Your objective » What is the number of lines in these records that hold the word "args"? Reply with that number alone.

Information provided »

use std::fmt::{Display, Formatter};

use crate::command::{self, ParseError};
use crate::launcher::{self, LaunchError};
use crate::logging;
use crate::model::{App, UninstallOutcome};
use crate::monitor::{self, MonitorConfig, MonitorVerdict, ProcessProbe};

#[derive(Debug, Clone, PartialEq, Eq)]
pub enum UninstallError {
    Parse(ParseError),
    Launch(LaunchError),
    Timeout,
}

impl Display for UninstallError {
    fn fmt(&self, f: &mut Formatter<'_>) -> std::fmt::Result {
        match self {
            Self::Parse(error) => write!(f, "{error}"),
            Self::Launch(error) => write!(f, "failed to start uninstaller: {error}"),
            // A timeout only means completion was not observed in time, not
            // that the uninstall itself failed.
            Self::Timeout => write!(
                f,
                "uninstall monitoring timed out; one or more processes may still be running"
            ),
        }
    }
}

impl std::error::Error for UninstallError {}

impl From<ParseError> for UninstallError {
    fn from(value: ParseError) -> Self {
        Self::Parse(value)
    }
}

impl From<LaunchError> for UninstallError {
    fn from(value: LaunchError) -> Self {
        Self::Launch(value)
    }
}

/// Runs one uninstall end to end: parse the registry command, launch it
/// elevated, then watch the process tree until it drains or the deadline
/// passes. The first failing stage short-circuits the rest; nothing is
/// retried and no compensating action is taken.
pub fn uninstall(app: &App, probe: &dyn ProcessProbe, config: &MonitorConfig) -> UninstallOutcome {
    match run_stages(app, probe, config) {
        Ok(message) => UninstallOutcome::completed(message),
        Err(error) => {
            logging::error(&format!(
                "uninstall '{}' failed: {error}",
                app.display_name
            ));
            UninstallOutcome::failed(error.to_string())
        }
    }
}

fn run_stages(
    app: &App,
    probe: &dyn ProcessProbe,
    config: &MonitorConfig,
) -> Result<String, UninstallError> {
    let parsed = command::parse(&app.uninstall_string)?;
    logging::info(&format!(
        "uninstall '{}': launching {} ({} args)",
        app.display_name,
        parsed.path,
        parsed.args.len()
    ));

    let pid = launcher::launch_elevated(&parsed.path, &parsed.args)?;
    logging::info(&format!(
        "uninstall '{}': watching process tree rooted at pid {pid}",
        app.display_name
    ));

    match monitor::wait_for_tree_exit(probe, pid, config) {
        MonitorVerdict::Completed => Ok(format!(
            "application {} was uninstalled",
            app.display_name
        )),
        MonitorVerdict::TimedOut => Err(UninstallError::Timeout),
    }
}

#[cfg(test)]
mod tests {
    use super::uninstall;
    use crate::model::App;
    use crate::monitor::{Liveness, MonitorConfig, Pid, ProcessProbe, ProcessRecord};

    struct EmptyProbe;

    impl ProcessProbe for EmptyProbe {
        fn snapshot(&self) -> Result<Vec<ProcessRecord>, String> {
            Ok(Vec::new())
        }

        fn liveness(&self, _pid: Pid) -> Liveness {
            Liveness::Exited
        }
    }

    fn app_with_command(command: &str) -> App {
        App {
            display_name: "Example App".to_string(),
            display_version: "1.0".to_string(),
            publisher: "Example".to_string(),
            install_date: String::new(),
            uninstall_string: command.to_string(),
            install_location: String::new(),
            display_icon: String::new(),
            registry_key: "HKLM\\...\\Example".to_string(),
            estimated_size: 0,
        }
    }

    #[test]
    fn parse_failure_short_circuits_into_outcome() {
        let app = app_with_command("notanexe /x");
        let outcome = uninstall(&app, &EmptyProbe, &MonitorConfig::default());

        assert!(!outcome.success);
        assert!(outcome.error.unwrap().contains("no executable"));
        assert!(outcome.message.is_none());
    }

    #[test]
    fn missing_uninstaller_short_circuits_into_outcome() {
        let app = app_with_command(r#""C:\definitely\gone\unins000.exe" /S"#);
        let outcome = uninstall(&app, &EmptyProbe, &MonitorConfig::default());

        assert!(!outcome.success);
        assert!(outcome.error.unwrap().contains("executable not found"));
    }
}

The answer » 3